//! Delaunay triangulation of scattered observation points (Bowyer–Watson).
//!
//! Construction runs on coordinates rescaled to the unit square so the
//! circumcircle test behaves the same for degree-sized and metre-sized
//! inputs. Stored points keep their original coordinates.
//!
//! Triangles are counter-clockwise. `neighbors[t][k]` is the triangle across
//! the edge opposite vertex `k` of triangle `t`, or `None` on the hull.

use std::collections::HashMap;

/// Half-width of the enclosing super-triangle, in unit-square coordinates.
const SUPER_SCALE: f64 = 1.0e4;

/// Relative area below which a point set counts as collinear.
const COLLINEAR_EPS: f64 = 1.0e-12;

#[derive(Debug, Clone)]
pub struct Triangulation {
    points: Vec<[f64; 2]>,
    triangles: Vec<[usize; 3]>,
    neighbors: Vec<[Option<usize>; 3]>,
}

#[inline]
fn orient(a: [f64; 2], b: [f64; 2], c: [f64; 2]) -> f64 {
    (b[0] - a[0]) * (c[1] - a[1]) - (b[1] - a[1]) * (c[0] - a[0])
}

/// Positive when `d` lies strictly inside the circumcircle of the
/// counter-clockwise triangle `(a, b, c)`.
#[inline]
fn in_circle(a: [f64; 2], b: [f64; 2], c: [f64; 2], d: [f64; 2]) -> f64 {
    let (adx, ady) = (a[0] - d[0], a[1] - d[1]);
    let (bdx, bdy) = (b[0] - d[0], b[1] - d[1]);
    let (cdx, cdy) = (c[0] - d[0], c[1] - d[1]);
    let alift = adx * adx + ady * ady;
    let blift = bdx * bdx + bdy * bdy;
    let clift = cdx * cdx + cdy * cdy;
    alift * (bdx * cdy - cdx * bdy) + blift * (cdx * ady - adx * cdy) + clift * (adx * bdy - bdx * ady)
}

/// True when every point lies on one line (or there are fewer than three).
pub fn is_collinear(points: &[[f64; 2]]) -> bool {
    if points.len() < 3 {
        return true;
    }
    let (lo, hi) = extent(points);
    let scale = (hi[0] - lo[0]).max(hi[1] - lo[1]);
    if scale <= 0.0 {
        return true;
    }
    // Farthest point from p0, then the point with the largest area against that chord.
    let p0 = points[0];
    let far = points
        .iter()
        .copied()
        .max_by(|a, b| dist2(p0, *a).total_cmp(&dist2(p0, *b)))
        .unwrap_or(p0);
    let max_area = points
        .iter()
        .map(|&p| orient(p0, far, p).abs())
        .fold(0.0, f64::max);
    max_area <= COLLINEAR_EPS * scale * scale
}

#[inline]
fn dist2(a: [f64; 2], b: [f64; 2]) -> f64 {
    (a[0] - b[0]).powi(2) + (a[1] - b[1]).powi(2)
}

fn extent(points: &[[f64; 2]]) -> ([f64; 2], [f64; 2]) {
    points.iter().fold(
        ([f64::INFINITY; 2], [f64::NEG_INFINITY; 2]),
        |(lo, hi), p| ([lo[0].min(p[0]), lo[1].min(p[1])], [hi[0].max(p[0]), hi[1].max(p[1])]),
    )
}

impl Triangulation {
    /// Triangulate `points`. Returns `None` when fewer than three points are
    /// given or all of them are collinear. Points must be distinct.
    pub fn new(points: Vec<[f64; 2]>) -> Option<Self> {
        if is_collinear(&points) {
            return None;
        }
        let n = points.len();
        let (lo, hi) = extent(&points);
        let scale = (hi[0] - lo[0]).max(hi[1] - lo[1]);
        let mut work: Vec<[f64; 2]> = points
            .iter()
            .map(|p| [(p[0] - lo[0]) / scale, (p[1] - lo[1]) / scale])
            .collect();

        // Super-triangle around the unit square, vertices n, n+1, n+2.
        let c = [0.5, 0.5];
        for k in 0..3 {
            let theta = std::f64::consts::FRAC_PI_2 + k as f64 * 2.0 * std::f64::consts::PI / 3.0;
            work.push([c[0] + SUPER_SCALE * theta.cos(), c[1] + SUPER_SCALE * theta.sin()]);
        }

        let mut triangles: Vec<[usize; 3]> = vec![[n, n + 1, n + 2]];

        for i in 0..n {
            let p = work[i];
            let mut bad = Vec::new();
            triangles.retain(|t| {
                let inside = in_circle(work[t[0]], work[t[1]], work[t[2]], p) > 0.0;
                if inside {
                    bad.push(*t);
                }
                !inside
            });

            // Cavity boundary: edges used by exactly one removed triangle.
            let mut edge_count: HashMap<(usize, usize), u32> = HashMap::new();
            for t in &bad {
                for e in 0..3 {
                    let (a, b) = (t[e], t[(e + 1) % 3]);
                    *edge_count.entry((a.min(b), a.max(b))).or_insert(0) += 1;
                }
            }
            for t in &bad {
                for e in 0..3 {
                    let (a, b) = (t[e], t[(e + 1) % 3]);
                    if edge_count[&(a.min(b), a.max(b))] == 1 {
                        // (a, b) kept its counter-clockwise order, so (a, b, p) is too.
                        triangles.push([a, b, i]);
                    }
                }
            }
        }

        // Near-collinear hull vertices can leave a sliver owned only by
        // super-triangle faces; it goes with them.
        triangles.retain(|t| t.iter().all(|&v| v < n));
        triangles.retain(|t| orient(work[t[0]], work[t[1]], work[t[2]]) > 0.0);
        if triangles.is_empty() {
            return None;
        }

        let neighbors = build_neighbors(&triangles);
        Some(Self { points, triangles, neighbors })
    }

    pub fn points(&self) -> &[[f64; 2]] {
        &self.points
    }

    pub fn triangles(&self) -> &[[usize; 3]] {
        &self.triangles
    }

    pub fn neighbors(&self) -> &[[Option<usize>; 3]] {
        &self.neighbors
    }

    /// Vertex coordinates of triangle `t`.
    pub fn corners(&self, t: usize) -> [[f64; 2]; 3] {
        let [a, b, c] = self.triangles[t];
        [self.points[a], self.points[b], self.points[c]]
    }

    /// Sorted, deduplicated adjacency list for every vertex.
    pub fn vertex_neighbors(&self) -> Vec<Vec<usize>> {
        let mut adj = vec![Vec::new(); self.points.len()];
        for t in &self.triangles {
            for k in 0..3 {
                let (a, b) = (t[k], t[(k + 1) % 3]);
                adj[a].push(b);
                adj[b].push(a);
            }
        }
        for list in &mut adj {
            list.sort_unstable();
            list.dedup();
        }
        adj
    }
}

fn build_neighbors(triangles: &[[usize; 3]]) -> Vec<[Option<usize>; 3]> {
    let mut owner: HashMap<(usize, usize), (usize, usize)> = HashMap::new();
    let mut neighbors = vec![[None; 3]; triangles.len()];
    for (ti, t) in triangles.iter().enumerate() {
        for k in 0..3 {
            // Edge opposite vertex k.
            let (a, b) = (t[(k + 1) % 3], t[(k + 2) % 3]);
            let key = (a.min(b), a.max(b));
            if let Some(&(tj, kj)) = owner.get(&key) {
                neighbors[ti][k] = Some(tj);
                neighbors[tj][kj] = Some(ti);
            } else {
                owner.insert(key, (ti, k));
            }
        }
    }
    neighbors
}

/// Barycentric coordinates of `p` in triangle `tri`. Returns `None` for a
/// degenerate triangle.
#[inline]
pub fn barycentric(tri: &[[f64; 2]; 3], p: [f64; 2]) -> Option<[f64; 3]> {
    let [a, b, c] = *tri;
    let det = orient(a, b, c);
    if det == 0.0 {
        return None;
    }
    let b1 = orient(a, p, c) / det;
    let b2 = orient(a, b, p) / det;
    Some([1.0 - b1 - b2, b1, b2])
}

#[cfg(test)]
mod tests {
    use super::*;
    use approx::assert_relative_eq;

    fn square_with_centre() -> Vec<[f64; 2]> {
        vec![[0.0, 0.0], [1.0, 0.0], [1.0, 1.0], [0.0, 1.0], [0.5, 0.5]]
    }

    fn total_area(tri: &Triangulation) -> f64 {
        (0..tri.triangles().len())
            .map(|t| {
                let [a, b, c] = tri.corners(t);
                orient(a, b, c) / 2.0
            })
            .sum()
    }

    #[test]
    fn square_with_centre_gives_four_triangles() {
        let tri = Triangulation::new(square_with_centre()).unwrap();
        assert_eq!(tri.triangles().len(), 4);
        assert_relative_eq!(total_area(&tri), 1.0, epsilon = 1e-12);
        // Every triangle touches the centre vertex.
        assert!(tri.triangles().iter().all(|t| t.contains(&4)));
    }

    #[test]
    fn triangles_are_counter_clockwise() {
        let pts = vec![[80.1, 6.2], [81.7, 6.9], [80.9, 9.4], [79.9, 8.1], [80.8, 7.6], [81.2, 8.3]];
        let tri = Triangulation::new(pts).unwrap();
        for t in 0..tri.triangles().len() {
            let [a, b, c] = tri.corners(t);
            assert!(orient(a, b, c) > 0.0);
        }
    }

    #[test]
    fn empty_circumcircle_property_holds() {
        let pts = vec![
            [0.1, 0.2], [0.9, 0.1], [0.5, 0.9], [0.3, 0.6], [0.7, 0.55],
            [0.45, 0.3], [0.2, 0.85], [0.85, 0.8], [0.6, 0.15],
        ];
        let tri = Triangulation::new(pts.clone()).unwrap();
        for t in tri.triangles() {
            let (a, b, c) = (pts[t[0]], pts[t[1]], pts[t[2]]);
            for (i, &p) in pts.iter().enumerate() {
                if t.contains(&i) {
                    continue;
                }
                assert!(in_circle(a, b, c, p) <= 1e-12, "point {i} inside circumcircle of {t:?}");
            }
        }
    }

    #[test]
    fn neighbors_are_symmetric() {
        let tri = Triangulation::new(square_with_centre()).unwrap();
        for (ti, ns) in tri.neighbors().iter().enumerate() {
            for n in ns.iter().flatten() {
                assert!(tri.neighbors()[*n].contains(&Some(ti)));
            }
        }
        // Four hull edges have no neighbour.
        let hull_edges = tri.neighbors().iter().flatten().filter(|n| n.is_none()).count();
        assert_eq!(hull_edges, 4);
    }

    #[test]
    fn collinear_input_yields_none() {
        assert!(Triangulation::new(vec![[0.0, 0.0], [1.0, 1.0], [2.0, 2.0], [3.0, 3.0]]).is_none());
        assert!(Triangulation::new(vec![[0.0, 0.0], [1.0, 1.0]]).is_none());
    }

    #[test]
    fn barycentric_reconstructs_point() {
        let t = [[0.0, 0.0], [2.0, 0.0], [0.0, 2.0]];
        let b = barycentric(&t, [0.5, 0.5]).unwrap();
        assert_relative_eq!(b[0], 0.5);
        assert_relative_eq!(b[1], 0.25);
        assert_relative_eq!(b[2], 0.25);
        assert!(barycentric(&[[0.0, 0.0], [1.0, 1.0], [2.0, 2.0]], [0.0, 1.0]).is_none());
    }

    #[test]
    fn vertex_neighbors_of_centre_are_corners() {
        let tri = Triangulation::new(square_with_centre()).unwrap();
        assert_eq!(tri.vertex_neighbors()[4], vec![0, 1, 2, 3]);
    }

    fn hull_area(points: &[[f64; 2]]) -> f64 {
        use geo::{Area, ConvexHull, MultiPoint, Point};
        let cloud: MultiPoint<f64> = points.iter().map(|p| Point::new(p[0], p[1])).collect();
        cloud.convex_hull().unsigned_area()
    }

    #[test]
    fn random_points_cover_their_hull() {
        use rand::rngs::StdRng;
        use rand::{Rng, SeedableRng};
        for seed in 0..40 {
            let mut rng = StdRng::seed_from_u64(seed);
            let points: Vec<[f64; 2]> =
                (0..50).map(|_| [rng.gen_range(79.5..82.0), rng.gen_range(5.9..9.9)]).collect();
            let hull = hull_area(&points);
            let tri = Triangulation::new(points).unwrap();
            assert_relative_eq!(total_area(&tri), hull, max_relative = 1e-9);
        }
    }

    /// Near-collinear hull edges can lose a sliver when the super-triangle
    /// is stripped. The loss is bounded by jitter times perimeter.
    #[test]
    fn jittered_lattice_loses_at_most_a_sliver() {
        use rand::rngs::StdRng;
        use rand::{Rng, SeedableRng};
        let mut rng = StdRng::seed_from_u64(7);
        let mut points = Vec::new();
        for r in 0..17 {
            for c in 0..10 {
                let lon = 79.5 + 2.5 * c as f64 / 9.0 + rng.gen_range(-1e-6..1e-6);
                let lat = 5.9 + 4.0 * r as f64 / 16.0 + rng.gen_range(-1e-6..1e-6);
                points.push([lon, lat]);
            }
        }
        let hull = hull_area(&points);
        let tri = Triangulation::new(points).unwrap();
        let area = total_area(&tri);
        assert!(area <= hull * (1.0 + 1e-12));
        assert!((hull - area) / hull < 1e-5, "lost {} of the hull", (hull - area) / hull);
    }
}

**What the exercise asks**:
Above are the records; copy exactly the lines from the line with "const SUPER_SCALE: f64 = 1.0e4;" through the line with "let (adx, ady)", both included.

**Response area**:
const SUPER_SCALE: f64 = 1.0e4;

/// Relative area below which a point set counts as collinear.
const COLLINEAR_EPS: f64 = 1.0e-12;

#[derive(Debug, Clone)]
pub struct Triangulation {
    points: Vec<[f64; 2]>,
    triangles: Vec<[usize; 3]>,
    neighbors: Vec<[Option<usize>; 3]>,
}

#[inline]
fn orient(a: [f64; 2], b: [f64; 2], c: [f64; 2]) -> f64 {
    (b[0] - a[0]) * (c[1] - a[1]) - (b[1] - a[1]) * (c[0] - a[0])
}

/// Positive when `d` lies strictly inside the circumcircle of the
/// counter-clockwise triangle `(a, b, c)`.
#[inline]
fn in_circle(a: [f64; 2], b: [f64; 2], c: [f64; 2], d: [f64; 2]) -> f64 {
    let (adx, ady) = (a[0] - d[0], a[1] - d[1]);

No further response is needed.